-------- Supplied data

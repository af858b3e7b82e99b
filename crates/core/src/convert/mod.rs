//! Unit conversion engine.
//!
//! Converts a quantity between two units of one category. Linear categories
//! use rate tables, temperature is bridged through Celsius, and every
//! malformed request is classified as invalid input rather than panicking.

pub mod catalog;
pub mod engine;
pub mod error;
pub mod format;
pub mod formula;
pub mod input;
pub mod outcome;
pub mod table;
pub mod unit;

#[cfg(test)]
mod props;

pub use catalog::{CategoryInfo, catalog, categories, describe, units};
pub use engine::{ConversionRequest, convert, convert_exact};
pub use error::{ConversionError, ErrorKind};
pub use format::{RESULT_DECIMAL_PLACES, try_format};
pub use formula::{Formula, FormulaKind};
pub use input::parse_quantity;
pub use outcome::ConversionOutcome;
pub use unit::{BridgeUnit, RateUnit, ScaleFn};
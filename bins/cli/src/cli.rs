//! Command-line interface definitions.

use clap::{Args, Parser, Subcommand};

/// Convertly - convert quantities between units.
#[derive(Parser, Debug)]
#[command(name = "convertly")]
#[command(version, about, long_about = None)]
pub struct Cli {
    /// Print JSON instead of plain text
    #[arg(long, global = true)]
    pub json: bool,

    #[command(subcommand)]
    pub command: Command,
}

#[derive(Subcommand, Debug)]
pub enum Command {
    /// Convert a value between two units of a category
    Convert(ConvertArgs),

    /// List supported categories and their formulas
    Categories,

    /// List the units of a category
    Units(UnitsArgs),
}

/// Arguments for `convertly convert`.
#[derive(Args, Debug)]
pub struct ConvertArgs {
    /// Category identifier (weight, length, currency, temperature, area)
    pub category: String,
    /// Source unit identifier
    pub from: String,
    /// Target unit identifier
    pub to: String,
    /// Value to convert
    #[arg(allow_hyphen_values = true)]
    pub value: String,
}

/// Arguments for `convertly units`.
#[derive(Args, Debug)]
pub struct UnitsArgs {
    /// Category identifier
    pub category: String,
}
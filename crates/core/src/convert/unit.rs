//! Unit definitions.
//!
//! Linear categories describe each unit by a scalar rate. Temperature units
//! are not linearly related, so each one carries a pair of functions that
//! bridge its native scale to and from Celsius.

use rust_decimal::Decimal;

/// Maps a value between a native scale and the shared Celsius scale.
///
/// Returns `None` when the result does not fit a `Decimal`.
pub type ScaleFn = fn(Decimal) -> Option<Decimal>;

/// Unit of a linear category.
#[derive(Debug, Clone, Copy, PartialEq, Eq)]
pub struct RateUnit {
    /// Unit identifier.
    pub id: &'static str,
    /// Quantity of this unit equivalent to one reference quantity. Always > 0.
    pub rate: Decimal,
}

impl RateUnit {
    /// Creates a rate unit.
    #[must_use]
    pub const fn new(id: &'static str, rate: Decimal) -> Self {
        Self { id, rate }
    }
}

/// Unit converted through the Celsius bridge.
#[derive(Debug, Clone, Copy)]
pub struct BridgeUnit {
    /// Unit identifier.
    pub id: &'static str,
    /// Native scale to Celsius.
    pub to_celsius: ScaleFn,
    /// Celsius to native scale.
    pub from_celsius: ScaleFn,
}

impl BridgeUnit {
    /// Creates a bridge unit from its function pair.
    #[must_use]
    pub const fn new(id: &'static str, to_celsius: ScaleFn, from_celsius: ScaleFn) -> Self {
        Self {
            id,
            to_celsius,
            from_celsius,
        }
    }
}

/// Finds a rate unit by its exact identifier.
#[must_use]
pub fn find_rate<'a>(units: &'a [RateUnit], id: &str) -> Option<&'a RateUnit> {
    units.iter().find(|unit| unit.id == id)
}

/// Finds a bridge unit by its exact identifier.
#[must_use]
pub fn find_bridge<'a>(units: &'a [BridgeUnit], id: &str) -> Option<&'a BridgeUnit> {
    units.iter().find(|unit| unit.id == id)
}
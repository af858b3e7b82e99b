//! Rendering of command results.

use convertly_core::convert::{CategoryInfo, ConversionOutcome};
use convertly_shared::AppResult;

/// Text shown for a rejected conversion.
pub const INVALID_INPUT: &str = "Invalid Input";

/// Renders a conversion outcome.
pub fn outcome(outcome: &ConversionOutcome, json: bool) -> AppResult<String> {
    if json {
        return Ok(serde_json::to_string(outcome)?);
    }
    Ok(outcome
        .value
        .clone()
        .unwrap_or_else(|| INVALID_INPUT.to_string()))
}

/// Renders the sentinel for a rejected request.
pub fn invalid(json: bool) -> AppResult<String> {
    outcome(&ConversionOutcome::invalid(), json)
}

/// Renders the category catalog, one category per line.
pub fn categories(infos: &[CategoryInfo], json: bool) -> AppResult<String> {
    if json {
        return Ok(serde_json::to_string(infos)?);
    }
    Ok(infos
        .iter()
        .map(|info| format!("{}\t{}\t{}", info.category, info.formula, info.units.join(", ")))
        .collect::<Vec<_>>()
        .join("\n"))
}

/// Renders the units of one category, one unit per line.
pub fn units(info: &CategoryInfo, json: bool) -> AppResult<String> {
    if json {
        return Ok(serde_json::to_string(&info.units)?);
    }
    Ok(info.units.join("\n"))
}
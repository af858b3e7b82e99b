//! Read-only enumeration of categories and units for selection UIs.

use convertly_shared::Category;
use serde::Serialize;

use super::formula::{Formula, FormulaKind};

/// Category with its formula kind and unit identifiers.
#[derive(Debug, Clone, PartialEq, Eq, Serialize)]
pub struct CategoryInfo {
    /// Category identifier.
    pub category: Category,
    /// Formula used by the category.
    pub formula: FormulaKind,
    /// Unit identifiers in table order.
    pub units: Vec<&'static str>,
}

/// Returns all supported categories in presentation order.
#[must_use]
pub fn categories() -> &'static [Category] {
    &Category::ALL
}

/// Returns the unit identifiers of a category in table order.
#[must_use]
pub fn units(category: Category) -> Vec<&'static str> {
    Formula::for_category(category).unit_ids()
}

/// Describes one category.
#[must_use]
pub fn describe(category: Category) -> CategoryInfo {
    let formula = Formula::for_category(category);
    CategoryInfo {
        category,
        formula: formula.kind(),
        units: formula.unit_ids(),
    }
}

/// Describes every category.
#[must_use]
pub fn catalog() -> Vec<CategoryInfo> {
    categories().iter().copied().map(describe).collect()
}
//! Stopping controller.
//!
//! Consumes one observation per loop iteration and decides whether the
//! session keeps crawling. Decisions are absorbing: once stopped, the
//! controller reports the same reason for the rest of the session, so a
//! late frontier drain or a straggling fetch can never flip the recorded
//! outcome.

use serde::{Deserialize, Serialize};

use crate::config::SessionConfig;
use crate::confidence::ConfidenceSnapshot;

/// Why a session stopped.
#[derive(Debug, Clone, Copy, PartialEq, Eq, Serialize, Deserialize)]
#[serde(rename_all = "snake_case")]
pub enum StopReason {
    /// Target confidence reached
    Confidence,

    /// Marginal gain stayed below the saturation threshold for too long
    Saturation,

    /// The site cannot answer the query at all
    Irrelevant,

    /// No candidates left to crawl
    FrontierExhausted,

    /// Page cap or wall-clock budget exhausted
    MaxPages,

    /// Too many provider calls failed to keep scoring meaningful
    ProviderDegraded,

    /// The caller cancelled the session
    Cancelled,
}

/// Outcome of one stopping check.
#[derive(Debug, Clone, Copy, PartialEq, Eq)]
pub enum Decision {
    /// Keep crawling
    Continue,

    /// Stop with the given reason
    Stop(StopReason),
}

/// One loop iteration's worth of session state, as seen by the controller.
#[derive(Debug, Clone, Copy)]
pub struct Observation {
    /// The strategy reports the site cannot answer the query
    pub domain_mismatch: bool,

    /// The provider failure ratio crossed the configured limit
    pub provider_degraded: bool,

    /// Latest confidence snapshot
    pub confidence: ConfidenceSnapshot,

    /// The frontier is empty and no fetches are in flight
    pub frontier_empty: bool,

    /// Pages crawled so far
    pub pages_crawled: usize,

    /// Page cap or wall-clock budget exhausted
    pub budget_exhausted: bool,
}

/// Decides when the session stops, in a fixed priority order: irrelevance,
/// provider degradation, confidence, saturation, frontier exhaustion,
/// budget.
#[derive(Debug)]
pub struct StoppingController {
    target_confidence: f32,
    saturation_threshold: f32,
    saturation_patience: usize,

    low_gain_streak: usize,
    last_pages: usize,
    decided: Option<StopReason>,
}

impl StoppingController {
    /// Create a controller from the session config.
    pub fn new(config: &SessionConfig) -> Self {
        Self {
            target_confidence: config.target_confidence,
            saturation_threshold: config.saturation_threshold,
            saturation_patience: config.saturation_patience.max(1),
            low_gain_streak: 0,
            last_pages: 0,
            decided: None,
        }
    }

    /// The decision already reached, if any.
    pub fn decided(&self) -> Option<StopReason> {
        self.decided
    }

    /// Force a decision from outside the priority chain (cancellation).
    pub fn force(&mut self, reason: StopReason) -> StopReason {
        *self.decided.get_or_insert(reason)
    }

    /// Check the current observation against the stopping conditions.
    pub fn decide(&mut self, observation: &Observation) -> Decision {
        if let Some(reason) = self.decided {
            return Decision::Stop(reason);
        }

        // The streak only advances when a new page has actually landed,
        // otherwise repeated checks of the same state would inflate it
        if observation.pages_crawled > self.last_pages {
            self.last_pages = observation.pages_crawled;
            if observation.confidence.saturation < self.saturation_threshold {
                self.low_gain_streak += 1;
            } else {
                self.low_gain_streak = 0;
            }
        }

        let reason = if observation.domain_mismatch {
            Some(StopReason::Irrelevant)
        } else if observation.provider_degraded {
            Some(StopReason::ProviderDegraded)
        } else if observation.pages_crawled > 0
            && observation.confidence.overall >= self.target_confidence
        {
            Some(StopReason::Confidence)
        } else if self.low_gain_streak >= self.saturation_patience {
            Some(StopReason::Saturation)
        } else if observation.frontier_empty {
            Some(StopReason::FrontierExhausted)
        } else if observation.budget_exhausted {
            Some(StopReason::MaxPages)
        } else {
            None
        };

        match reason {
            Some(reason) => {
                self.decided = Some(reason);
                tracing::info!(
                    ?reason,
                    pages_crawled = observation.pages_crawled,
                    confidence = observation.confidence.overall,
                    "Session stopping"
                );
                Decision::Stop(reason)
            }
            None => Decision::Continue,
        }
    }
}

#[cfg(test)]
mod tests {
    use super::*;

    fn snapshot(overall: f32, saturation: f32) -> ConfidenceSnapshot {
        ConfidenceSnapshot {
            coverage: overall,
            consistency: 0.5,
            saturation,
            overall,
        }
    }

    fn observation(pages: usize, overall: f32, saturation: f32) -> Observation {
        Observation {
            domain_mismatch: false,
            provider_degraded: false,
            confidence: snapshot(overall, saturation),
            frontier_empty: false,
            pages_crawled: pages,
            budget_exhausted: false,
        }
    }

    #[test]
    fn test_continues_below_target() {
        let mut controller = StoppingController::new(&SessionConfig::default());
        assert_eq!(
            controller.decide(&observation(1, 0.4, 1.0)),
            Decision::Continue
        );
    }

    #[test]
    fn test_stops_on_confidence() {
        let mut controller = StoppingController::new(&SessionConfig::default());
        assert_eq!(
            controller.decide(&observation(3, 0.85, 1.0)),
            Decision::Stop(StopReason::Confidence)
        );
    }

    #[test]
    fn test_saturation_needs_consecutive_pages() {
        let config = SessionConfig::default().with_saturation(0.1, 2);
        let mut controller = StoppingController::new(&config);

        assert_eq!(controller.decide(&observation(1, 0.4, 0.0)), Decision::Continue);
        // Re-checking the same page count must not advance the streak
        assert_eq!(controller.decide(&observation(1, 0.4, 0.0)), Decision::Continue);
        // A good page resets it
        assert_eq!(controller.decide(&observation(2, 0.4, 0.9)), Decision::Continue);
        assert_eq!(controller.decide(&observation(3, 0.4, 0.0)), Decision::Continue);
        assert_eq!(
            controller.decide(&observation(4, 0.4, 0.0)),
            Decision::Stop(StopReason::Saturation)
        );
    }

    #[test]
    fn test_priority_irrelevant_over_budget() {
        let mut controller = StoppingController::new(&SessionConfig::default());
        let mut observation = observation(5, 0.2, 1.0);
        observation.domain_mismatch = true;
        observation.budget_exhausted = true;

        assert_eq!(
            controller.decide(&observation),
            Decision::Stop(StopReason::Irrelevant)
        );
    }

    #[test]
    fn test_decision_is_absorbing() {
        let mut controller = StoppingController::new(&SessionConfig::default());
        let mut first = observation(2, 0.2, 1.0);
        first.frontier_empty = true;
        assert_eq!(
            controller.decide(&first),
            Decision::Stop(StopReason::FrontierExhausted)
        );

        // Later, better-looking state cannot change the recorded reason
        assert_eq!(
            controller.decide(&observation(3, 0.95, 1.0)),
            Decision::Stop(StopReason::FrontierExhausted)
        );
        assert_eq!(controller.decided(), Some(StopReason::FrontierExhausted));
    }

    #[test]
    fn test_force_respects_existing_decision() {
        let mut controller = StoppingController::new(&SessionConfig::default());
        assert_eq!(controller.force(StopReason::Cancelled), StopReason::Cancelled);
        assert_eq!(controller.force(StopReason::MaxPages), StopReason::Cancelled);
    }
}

----------------

▶ [Work to complete] Print exactly the lines from the beginning of the entries through the line with "pub mod table;". Output nothing more.

▶ [Task response]
repository af858b3e7b82e99b
filename crates/core/src/convert/mod.rs
//! Unit conversion engine.
//!
//! Converts a quantity between two units of one category. Linear categories
//! use rate tables, temperature is bridged through Celsius, and every
//! malformed request is classified as invalid input rather than panicking.

pub mod catalog;
pub mod engine;
pub mod error;
pub mod format;
pub mod formula;
pub mod input;
pub mod outcome;
pub mod table;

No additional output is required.